Cora swallowed bravely and looked him straight in the eye. "Mr. Sparrow," she said. "I don't believe that our continued acquaintance can be worthwhile for either of us."

Jedwin folded his arms in front of him and gazed at her thoughtfully. She was, he decided, without doubt the most exciting, enticing woman he had ever seen. He wondered briefly about Luther Briggs's sanity. If Jedwin had a wife like Cora Briggs, there would be nothing she could do to make him want to leave her.

An almost physical catch jerked in his chest. He stood looking at the woman he'd dreamed about for so long. She was only a few feet away from him. And she needed him, he was sure. Jedwin decided, right there, that he'd sow his wild oats with Cora, or he'd not sow them at all.

"On the contrary, Mrs. Briggs," he said, his tone firm and decisive. "I believe our continued acquaintance could be worthwhile for both of us."

"No," she assured him, shaking her head and nervously studying her hands. "It can't. I know that yesterday I... please try to forget yesterday, Mr. Sparrow. I was not myself."

Jedwin raised a curious eyebrow and smiled. "Who were you? Can we get her back?''

Cora looked up shocked, until she saw his playful grin.

Jedwin took a step toward her and leaned an elbow against the wall. He was not touching her in any way, but he was very near.

"Please, Mr. Sparrow—" she began.

"I understand, Mrs. Briggs," he told her quietly, coaxingly. "I forgot the rules, didn'j. I?"

"Rules?"

His smile died and he let his gaze drift over her face. The smoothness of her forehead, the curve of her brows, the sweet, ordinary brown eyes and the flushed cheeks that narrowed to the fine, feminine oval of her jaw; he explored it all slowly, leisurely. When his eyes focused on her lips, they parted and she heard his involuntary indrawn breath.

"Wild oats is not what we agreed upon, was it, Mrs. Briggs?" he whispered. "We agreed upon romance."

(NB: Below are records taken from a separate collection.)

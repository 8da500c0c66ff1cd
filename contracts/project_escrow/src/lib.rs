//! # Project Escrow Contract
//!
//! Milestone-based donation escrow. Donors fund a project tied to a recipient
//! (an NGO); the goal is the sum of the project's itemized milestones, and
//! escrowed funds are paid out one milestone at a time.
//!
//! | Phase        | Entry Point(s)                                      |
//! |--------------|-----------------------------------------------------|
//! | Bootstrap    | [`ProjectEscrow::init`]                             |
//! | Role admin   | `set_verifier`, `revoke_role`                       |
//! | Registration | [`ProjectEscrow::create_project`]                   |
//! | Funding      | [`ProjectEscrow::donate`]                           |
//! | Release      | [`ProjectEscrow::release_milestone`]                |
//! | Cancellation | `cancel_project`, `claim_refund`                    |
//! | Queries      | `get_project`, `project_count`, `escrow_balance`, `contribution_of`, `role_of` |
//!
//! ## Architecture
//!
//! Authorization is delegated to [`rbac`], storage access to [`storage`].
//! Every entry point returns `Result`; on `Err` the host discards all writes
//! and events of the call, so a failed call never leaves partial effects.
//!
//! Outbound token transfers happen only after the call's accounting has been
//! written, and under a [`guard::ReentrancyGuard`].

#![no_std]

use soroban_sdk::{contract, contracterror, contractimpl, token, Address, Env, String, Vec};

pub mod events;
mod guard;
pub mod rbac;
mod storage;
mod types;

#[cfg(test)]
mod invariants;
#[cfg(test)]
mod test_events;
#[cfg(test)]
mod test_release;

use guard::ReentrancyGuard;
pub use rbac::Role;
use storage::{
    get_and_increment_project_id, get_contribution, get_token, load_project, load_project_funds,
    load_project_pair, save_project, save_project_funds, set_contribution,
};
pub use types::{Milestone, Project, ProjectConfig, ProjectFunds, ProjectState};

/// Upper bound on milestones per project; keeps a project's ledger entries small.
pub const MAX_MILESTONES: u32 = 32;

#[contracterror]
#[derive(Copy, Clone, Debug, Eq, PartialEq, PartialOrd, Ord)]
#[repr(u32)]
pub enum Error {
    ProjectNotActive = 1,
    ZeroDonation = 2,
    ExceedsGoal = 3,
    InvalidMilestones = 4,
    AmountOverflow = 5,
    ZeroGoal = 6,
    ProjectNotFound = 7,
    MilestoneNotFound = 8,
    MilestoneAlreadyReleased = 9,
    InsufficientEscrow = 10,
    NotAuthorized = 11,
    AlreadyInitialized = 12,
    NotInitialized = 13,
    RoleNotFound = 14,
    MilestonesReleased = 15,
    ProjectNotCancelled = 16,
    NothingToRefund = 17,
    Reentrant = 18,
}

/// Coarse classification of [`Error`].
#[derive(Copy, Clone, Debug, Eq, PartialEq)]
pub enum ErrorKind {
    /// Malformed input; the request can never succeed as given.
    Validation,
    /// The project or contract is not in the state the operation needs.
    State,
    /// The caller lacks the required role.
    Authorization,
}

impl Error {
    /// Stable, human-readable reason for the failure.
    pub fn reason(&self) -> &'static str {
        match self {
            Error::ProjectNotActive => "Project is not active",
            Error::ZeroDonation => "Donation must be greater than zero",
            Error::ExceedsGoal => "Donation exceeds project goal",
            Error::InvalidMilestones => "Milestone lists are invalid",
            Error::AmountOverflow => "Milestone amounts overflow",
            Error::ZeroGoal => "Project goal must be greater than zero",
            Error::ProjectNotFound => "Project does not exist",
            Error::MilestoneNotFound => "Milestone does not exist",
            Error::MilestoneAlreadyReleased => "Milestone already released",
            Error::InsufficientEscrow => "Insufficient escrowed funds",
            Error::NotAuthorized => "Caller is not authorized",
            Error::AlreadyInitialized => "Contract already initialized",
            Error::NotInitialized => "Contract is not initialized",
            Error::RoleNotFound => "Address holds no role",
            Error::MilestonesReleased => "Project has released milestones",
            Error::ProjectNotCancelled => "Project is not cancelled",
            Error::NothingToRefund => "Nothing to refund",
            Error::Reentrant => "Reentrant call",
        }
    }

    /// Failure class of the error.
    pub fn kind(&self) -> ErrorKind {
        match self {
            Error::ZeroDonation
            | Error::ExceedsGoal
            | Error::InvalidMilestones
            | Error::AmountOverflow
            | Error::ZeroGoal
            | Error::MilestoneNotFound => ErrorKind::Validation,
            Error::NotAuthorized => ErrorKind::Authorization,
            _ => ErrorKind::State,
        }
    }
}

#[contract]
pub struct ProjectEscrow;

#[contractimpl]
impl ProjectEscrow {
    // ─────────────────────────────────────────────────────────
    // Initialisation
    // ─────────────────────────────────────────────────────────

    /// Set the admin and the token used for escrow transfers.
    ///
    /// Must be called exactly once after deployment; `admin` must sign.
    pub fn init(env: Env, admin: Address, token: Address) -> Result<(), Error> {
        admin.require_auth();
        rbac::init_admin(&env, &admin)?;
        storage::set_token(&env, &token);
        Ok(())
    }

    pub fn admin(env: Env) -> Option<Address> {
        rbac::admin(&env)
    }

    pub fn token(env: Env) -> Option<Address> {
        get_token(&env)
    }

    // ─────────────────────────────────────────────────────────
    // Role management
    // ─────────────────────────────────────────────────────────

    /// Grant the `Verifier` role to `verifier`. `caller` must be the admin.
    pub fn set_verifier(env: Env, caller: Address, verifier: Address) -> Result<(), Error> {
        caller.require_auth();
        rbac::grant_verifier(&env, &caller, &verifier)
    }

    /// Revoke the role held by `target`. The admin role cannot be revoked.
    pub fn revoke_role(env: Env, caller: Address, target: Address) -> Result<(), Error> {
        caller.require_auth();
        rbac::revoke_role(&env, &caller, &target)
    }

    pub fn role_of(env: Env, address: Address) -> Option<Role> {
        rbac::role_of(&env, &address)
    }

    // ─────────────────────────────────────────────────────────
    // Registry
    // ─────────────────────────────────────────────────────────

    /// Register a project paying `recipient`, one milestone per
    /// `(descriptions[i], amounts[i])` pair. Anyone may call.
    ///
    /// Returns the new project's id.
    pub fn create_project(
        env: Env,
        recipient: Address,
        descriptions: Vec<String>,
        amounts: Vec<i128>,
    ) -> Result<u64, Error> {
        let total_amount = milestone_total(&descriptions, &amounts)?;

        let id = get_and_increment_project_id(&env);

        let mut released = Vec::new(&env);
        for _ in 0..amounts.len() {
            released.push_back(false);
        }

        let config = ProjectConfig {
            id,
            recipient: recipient.clone(),
            descriptions: descriptions.clone(),
            amounts: amounts.clone(),
            total_amount,
        };
        let funds = ProjectFunds {
            funds_raised: 0,
            funds_released: 0,
            funds_refunded: 0,
            released,
            state: ProjectState::Active,
        };
        save_project(&env, &config, &funds);

        events::emit_project_created(&env, id, recipient, descriptions, amounts);
        Ok(id)
    }

    pub fn get_project(env: Env, id: u64) -> Result<Project, Error> {
        load_project(&env, id).ok_or(Error::ProjectNotFound)
    }

    pub fn project_count(env: Env) -> u64 {
        storage::project_count(&env)
    }

    // ─────────────────────────────────────────────────────────
    // Donations
    // ─────────────────────────────────────────────────────────

    /// Donate `amount` of the escrow token from `donor` to a project.
    ///
    /// A missing project and an inactive one both fail with
    /// `ProjectNotActive`. Donations that would push `funds_raised` past the
    /// goal are rejected whole.
    pub fn donate(env: Env, project_id: u64, donor: Address, amount: i128) -> Result<(), Error> {
        donor.require_auth();
        let _guard = ReentrancyGuard::enter(&env)?;

        let (config, mut funds) = match load_project_pair(&env, project_id) {
            Some((config, funds)) if funds.state == ProjectState::Active => (config, funds),
            _ => return Err(Error::ProjectNotActive),
        };

        if amount <= 0 {
            return Err(Error::ZeroDonation);
        }

        let raised = funds
            .funds_raised
            .checked_add(amount)
            .ok_or(Error::ExceedsGoal)?;
        if raised > config.total_amount {
            return Err(Error::ExceedsGoal);
        }

        let token = get_token(&env).ok_or(Error::NotInitialized)?;

        funds.funds_raised = raised;
        save_project_funds(&env, project_id, &funds);
        let contributed = get_contribution(&env, project_id, &donor);
        set_contribution(&env, project_id, &donor, contributed + amount);

        token::Client::new(&env, &token).transfer(
            &donor,
            &env.current_contract_address(),
            &amount,
        );

        events::emit_donation_received(&env, project_id, donor, amount);
        Ok(())
    }

    /// Outstanding contribution of `donor` to a project (zero once refunded).
    pub fn contribution_of(env: Env, project_id: u64, donor: Address) -> i128 {
        get_contribution(&env, project_id, &donor)
    }

    /// Funds currently held for a project.
    pub fn escrow_balance(env: Env, project_id: u64) -> Result<i128, Error> {
        load_project_funds(&env, project_id)
            .map(|funds| funds.escrowed())
            .ok_or(Error::ProjectNotFound)
    }

    // ─────────────────────────────────────────────────────────
    // Milestone release
    // ─────────────────────────────────────────────────────────

    /// Pay milestone `milestone_index` of a project to its recipient.
    ///
    /// `caller` must hold `Admin` or `Verifier`. The escrow must cover the
    /// milestone. When the last milestone is released the project becomes
    /// `Completed`.
    pub fn release_milestone(
        env: Env,
        caller: Address,
        project_id: u64,
        milestone_index: u32,
    ) -> Result<(), Error> {
        caller.require_auth();
        rbac::require_can_release(&env, &caller)?;
        let _guard = ReentrancyGuard::enter(&env)?;

        let (config, mut funds) =
            load_project_pair(&env, project_id).ok_or(Error::ProjectNotFound)?;
        if funds.state != ProjectState::Active {
            return Err(Error::ProjectNotActive);
        }

        let amount = config
            .amounts
            .get(milestone_index)
            .ok_or(Error::MilestoneNotFound)?;
        if funds.released.get(milestone_index).unwrap_or(false) {
            return Err(Error::MilestoneAlreadyReleased);
        }
        if funds.escrowed() < amount {
            return Err(Error::InsufficientEscrow);
        }

        let token = get_token(&env).ok_or(Error::NotInitialized)?;

        // Effects first: the transfer below must observe the milestone as released.
        funds.released.set(milestone_index, true);
        funds.funds_released += amount;
        let completed = funds.all_released();
        if completed {
            funds.state = ProjectState::Completed;
        }
        save_project_funds(&env, project_id, &funds);

        if amount > 0 {
            token::Client::new(&env, &token).transfer(
                &env.current_contract_address(),
                &config.recipient,
                &amount,
            );
        }

        events::emit_milestone_released(&env, project_id, milestone_index, amount);
        if completed {
            events::emit_project_completed(&env, project_id, funds.funds_released);
        }
        Ok(())
    }

    // ─────────────────────────────────────────────────────────
    // Cancellation
    // ─────────────────────────────────────────────────────────

    /// Cancel an active project. Admin only, and only before any milestone
    /// has been released, so every contribution stays refundable.
    pub fn cancel_project(env: Env, caller: Address, project_id: u64) -> Result<(), Error> {
        caller.require_auth();
        rbac::require_admin(&env, &caller)?;

        let mut funds = load_project_funds(&env, project_id).ok_or(Error::ProjectNotFound)?;
        if funds.state != ProjectState::Active {
            return Err(Error::ProjectNotActive);
        }
        if funds.any_released() {
            return Err(Error::MilestonesReleased);
        }

        funds.state = ProjectState::Cancelled;
        save_project_funds(&env, project_id, &funds);

        events::emit_project_cancelled(&env, project_id, caller, funds.escrowed());
        Ok(())
    }

    /// Return `donor`'s contribution to a cancelled project.
    pub fn claim_refund(env: Env, project_id: u64, donor: Address) -> Result<i128, Error> {
        donor.require_auth();
        let _guard = ReentrancyGuard::enter(&env)?;

        let mut funds = load_project_funds(&env, project_id).ok_or(Error::ProjectNotFound)?;
        if funds.state != ProjectState::Cancelled {
            return Err(Error::ProjectNotCancelled);
        }

        let amount = get_contribution(&env, project_id, &donor);
        if amount <= 0 {
            return Err(Error::NothingToRefund);
        }
        let token = get_token(&env).ok_or(Error::NotInitialized)?;

        set_contribution(&env, project_id, &donor, 0);
        funds.funds_refunded += amount;
        save_project_funds(&env, project_id, &funds);

        token::Client::new(&env, &token).transfer(&env.current_contract_address(), &donor, &amount);

        events::emit_refund_claimed(&env, project_id, donor, amount);
        Ok(amount)
    }
}

/// Validate the milestone lists and return their total.
fn milestone_total(descriptions: &Vec<String>, amounts: &Vec<i128>) -> Result<i128, Error> {
    let count = amounts.len();
    if count == 0 || count != descriptions.len() || count > MAX_MILESTONES {
        return Err(Error::InvalidMilestones);
    }

    let mut total: i128 = 0;
    for amount in amounts.iter() {
        if amount < 0 {
            return Err(Error::InvalidMilestones);
        }
        total = total.checked_add(amount).ok_or(Error::AmountOverflow)?;
    }

    if total == 0 {
        return Err(Error::ZeroGoal);
    }
    Ok(total)
}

"No," Cora insisted nervously. "We agreed upon nothing."

"Have you so quickly forgotten?" he asked. "You granted the honor of allowing me to try to win you."

"Mr. Sparrow, I—"

“Mrs. Briggs, I admit to being inexperienced, but I think I understand what you want. I am not giving up."

"What do you mean?"

"I intend to give you what you want," he said.

"Mr. Sparrow," Cora replied with the tone of a prickly schoolmarm. "You can't possibly know what I want."

"Of course I do, Mrs. Briggs, you told me yesterday," he said. "You want flowers and poetry; sweet, quiet moments and longing looks."

"What on earth do you mean?"

"I mean, Mrs. Briggs, that I intend to give you a romance."

Chapter Four

 

"You're not wearing that?" Jedwin's words were more a sigh of resignation than a question.

"What's wrong with it?" Haywood Puser asked as he glanced down and straightened the short gray and brown checked jacket of his sack suit.

Jedwin shook his head. "If Mama sees you headed to a bereaved patron's home without a mourning coat she'll be furious."

Haywood smiled broadly, his perfect white teeth cheerfully framed by his smooth thick beard. "I don't mind sending Old Mellie on a conniption," he assured Jedwin. "Besides, that damn mourning coat is pure wool and hotter than a stovepipe."

With a sigh, Jedwin nodded. "Just get out the back door before she gets a look at you." He stopped in front of the mirror and examined his appearance. Stepping closer, he bent his head slightly and began fingering the thinning hair on the top of his head. After a moment's assessment, he reached into the bottom cupboard next to him and pulled out a big yellow onion from a sack he'd placed there. Taking a cleaver from the drawer, Jedwin halved the onion cleanly. With one half in hand, he stepped back to the mirror.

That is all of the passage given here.